Привет и здравствуйте. Спасибо, что заглянули. У меня день рождения сегодня. Что не секрет. Сегодня я вдвое старше, чем совершеннолетие, и вдвое младше Никитича. Ровно. Вся конфа уже в поздравлениях, и спасибо вам за это. Я приготовил вам небольшой подарок. Думаю, это станет традицией – ну, насколько вообще можно планировать своё будущее. Знаете, я вот вообще не люблю давать интервью. В принципе. Так вышло, что у моих коллег я прохожу по разряду селебрити, и телефон по чьему-то чужому делу может позвонить когда угодно. Спросят, к примеру, какой бытовой техникой я пользуюсь, или насколько часто я вывожу блох у своей собаки. А собаки у меня нету, я с ней уж два года как расстался... И не только с ней. А интервью – штука интимная. Дело в том, что когда ты известен, твой образ внешний непременно начинает жить несколько другой жизнью, чем ты сам. Порой это забавляет, порой это способно вогнать в депрессию. Но иногда ты соглашаешься с кем-то поговорить в тайной надежде: ну как мы сейчас прорвем это корку-коросту, хочется же, чтобы, раз уж все равно тебя знают многие люди, ну – чтобы они принимали тебя именно таким, какой ты есть. Как ты сам это понимаешь... И разговариваем в итоге про бытовую технику.

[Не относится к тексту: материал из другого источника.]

//! Cache of the logical file listing produced by the list command.
//!
//! There is exactly one listing per mount. Refreshes run through a single-key
//! [`FutureBackedCache`], so concurrent callers that find the listing stale share one invocation
//! of the list command.

use std::collections::HashSet;
use std::ffi::OsStr;
use std::future::Future;
use std::os::unix::ffi::OsStrExt as _;
use std::sync::Arc;
use std::sync::atomic::{AtomicU64, Ordering};
use std::time::Duration;

use tokio::time::Instant;
use tracing::{debug, instrument, warn};

use crate::cache::async_backed::FutureBackedCache;
use crate::command::{CommandError, CommandRunner};
use crate::fs::FsError;

/// An ordered, duplicate-free set of logical filenames.
#[derive(Debug)]
pub struct Listing {
    names: Vec<Arc<OsStr>>,
    index: HashSet<Arc<OsStr>>,
    obtained_at: Instant,
    generation: u64,
}

impl Listing {
    /// Parse list command output: one name per line, empty lines discarded, first occurrence of a
    /// duplicate wins.
    ///
    /// Names that cannot be directory entries (`.`, `..`, or containing `/` or NUL) are skipped.
    #[must_use]
    pub fn parse(stdout: &[u8], obtained_at: Instant, generation: u64) -> Self {
        let mut names = Vec::new();
        let mut index = HashSet::new();
        for line in stdout.split(|b| *b == b'\n') {
            if line.is_empty() {
                continue;
            }
            if !is_valid_entry_name(line) {
                warn!(name = ?OsStr::from_bytes(line), "skipping listed name that cannot be a file name");
                continue;
            }
            let name: Arc<OsStr> = Arc::from(OsStr::from_bytes(line));
            if index.insert(Arc::clone(&name)) {
                names.push(name);
            }
        }
        Self {
            names,
            index,
            obtained_at,
            generation,
        }
    }

    /// Names in listing order.
    #[must_use]
    pub fn names(&self) -> &[Arc<OsStr>] {
        &self.names
    }

    /// Returns the shared name if `name` is listed.
    #[must_use]
    pub fn get(&self, name: &OsStr) -> Option<&Arc<OsStr>> {
        self.index.get(name)
    }

    /// Returns `true` if `name` is listed.
    #[must_use]
    pub fn contains(&self, name: &OsStr) -> bool {
        self.index.contains(name)
    }

    /// Number of listed names.
    #[must_use]
    pub fn len(&self) -> usize {
        self.names.len()
    }

    /// Returns `true` if nothing is listed.
    #[must_use]
    pub fn is_empty(&self) -> bool {
        self.names.is_empty()
    }

    /// When the list command that produced this listing finished.
    #[must_use]
    pub fn obtained_at(&self) -> Instant {
        self.obtained_at
    }

    /// Monotonic counter distinguishing successive successful refreshes.
    #[must_use]
    pub fn generation(&self) -> u64 {
        self.generation
    }
}

fn is_valid_entry_name(name: &[u8]) -> bool {
    name != b"." && name != b".." && !name.iter().any(|b| *b == b'/' || *b == 0)
}

/// The listing as served to a caller.
#[derive(Debug, Clone)]
pub struct ListingView {
    /// The listing to use.
    pub listing: Arc<Listing>,
    /// Set when the last refresh failed and `listing` is a stale fallback.
    pub degraded: Option<Arc<CommandError>>,
}

impl ListingView {
    /// Returns `true` if the listing is a stale fallback after a failed refresh.
    #[must_use]
    pub fn is_degraded(&self) -> bool {
        self.degraded.is_some()
    }
}

/// Outcome of the last refresh attempt, kept in the single cache slot.
#[derive(Debug, Clone)]
struct ListingRecord {
    listing: Option<Arc<Listing>>,
    error: Option<Arc<CommandError>>,
    checked_at: Instant,
}

impl ListingRecord {
    fn is_fresh(&self, freshness: Duration, failure_window: Duration) -> bool {
        let window = if self.error.is_some() {
            failure_window
        } else {
            freshness
        };
        self.checked_at.elapsed() < window
    }
}

/// Caches the most recent [`Listing`] and refreshes it from the list command once it is older
/// than the freshness window.
pub struct ListingCache<R: CommandRunner> {
    runner: Arc<R>,
    command: Arc<str>,
    freshness: Duration,
    failure_window: Duration,
    slot: FutureBackedCache<(), ListingRecord>,
    generation: Arc<AtomicU64>,
}

impl<R: CommandRunner> ListingCache<R> {
    /// Create an empty listing cache. Nothing runs until the first [`get_listing`](Self::get_listing).
    pub fn new(
        runner: Arc<R>,
        command: impl Into<Arc<str>>,
        freshness: Duration,
        failure_window: Duration,
    ) -> Self {
        Self {
            runner,
            command: command.into(),
            freshness,
            failure_window,
            slot: FutureBackedCache::default(),
            generation: Arc::new(AtomicU64::new(0)),
        }
    }

    /// Return the current listing, refreshing it if it is stale.
    ///
    /// A failed refresh falls back to the previous listing and reports it as degraded. Without a
    /// previous listing the failure is returned as [`FsError::ListingUnavailable`]. A failure is
    /// remembered for the failure window, during which the list command is not re-run.
    #[instrument(name = "ListingCache::get_listing", skip(self))]
    pub async fn get_listing(&self) -> Result<ListingView, FsError> {
        let (freshness, failure_window) = (self.freshness, self.failure_window);
        let record = self
            .slot
            .get_or_refresh(
                (),
                |r| r.is_fresh(freshness, failure_window),
                |prev| self.refresh(prev),
            )
            .await;

        match (record.listing, record.error) {
            (Some(listing), None) => Ok(ListingView {
                listing,
                degraded: None,
            }),
            (Some(listing), Some(error)) => {
                debug!(error = %error, "serving stale listing");
                Ok(ListingView {
                    listing,
                    degraded: Some(error),
                })
            }
            (None, Some(error)) => Err(FsError::ListingUnavailable(error)),
            (None, None) => unreachable!("listing record without listing or error"),
        }
    }

    /// The last successfully obtained listing, without triggering a refresh.
    #[must_use]
    pub fn peek(&self) -> Option<Arc<Listing>> {
        self.slot.peek_ready(&()).and_then(|r| r.listing)
    }

    /// Build the refresh future. The list command runs in its own task so a caller that gives up
    /// does not cancel it.
    fn refresh(
        &self,
        prev: Option<ListingRecord>,
    ) -> impl Future<Output = ListingRecord> + Send + use<R> {
        let runner = Arc::clone(&self.runner);
        let command = Arc::clone(&self.command);
        let generation = Arc::clone(&self.generation);
        async move {
            let stale = prev.and_then(|p| p.listing);
            let task = tokio::spawn(async move { runner.run(&command, &[]).await });
            let outcome = task
                .await
                .unwrap_or_else(|e| Err(CommandError::Aborted(e.to_string())));
            let now = Instant::now();

            match outcome {
                Ok(out) => {
                    let next = generation.fetch_add(1, Ordering::Relaxed) + 1;
                    let listing = Listing::parse(&out.stdout, now, next);
                    debug!(entries = listing.len(), generation = next, "listing refreshed");
                    ListingRecord {
                        listing: Some(Arc::new(listing)),
                        error: None,
                        checked_at: now,
                    }
                }
                Err(e) => {
                    if stale.is_some() {
                        warn!(error = %e, "list command failed, serving stale listing");
                    } else {
                        warn!(error = %e, "list command failed and no listing is cached");
                    }
                    ListingRecord {
                        listing: stale,
                        error: Some(Arc::new(e)),
                        checked_at: now,
                    }
                }
            }
        }
    }
}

В последний раз свезло пару лет назад. Представляете – красноярская газета брала. Парень, про которого я в жизни не слыхал. Он привез мне, конечно, пару номеров своей газеты (вылетело из головы, как называется, помню слоган – «респектабельная газета»)), я потом почитал – и убедился, что мне посчастливилось попасть к настоящему профи. Вот это удача большая – когда тебе дарится возможность рассказать о себе взаправду.

Ну, я и решил начать новую маленькую традицию. В день рождения я публикую интервью, которое у меня взял – именно для этой цели – мой друг. Постоянные читатели блога уже знают его именно в этом дружеском качестве – Максим Андреев. Суть в том, что близкие люди ведь хорошо знают меня (или тут надо было по грамматике сказать – тебя? Уж и не поймешь). И им не нужно тратить время на то, чтобы в тебе разобраться.

Вот в этом году я попросил взять у меня интервью Макса.

Знаете, очень часто спрашивают: а какой вопрос вы себе бы задали сами? А я не знаю.) Я бы просто иногда хотел рассказать о себе – без вопроса. Желание, в общем, простительное, хотя, возможно, и дурацкое. Интересно, о чем тебя спросит друг...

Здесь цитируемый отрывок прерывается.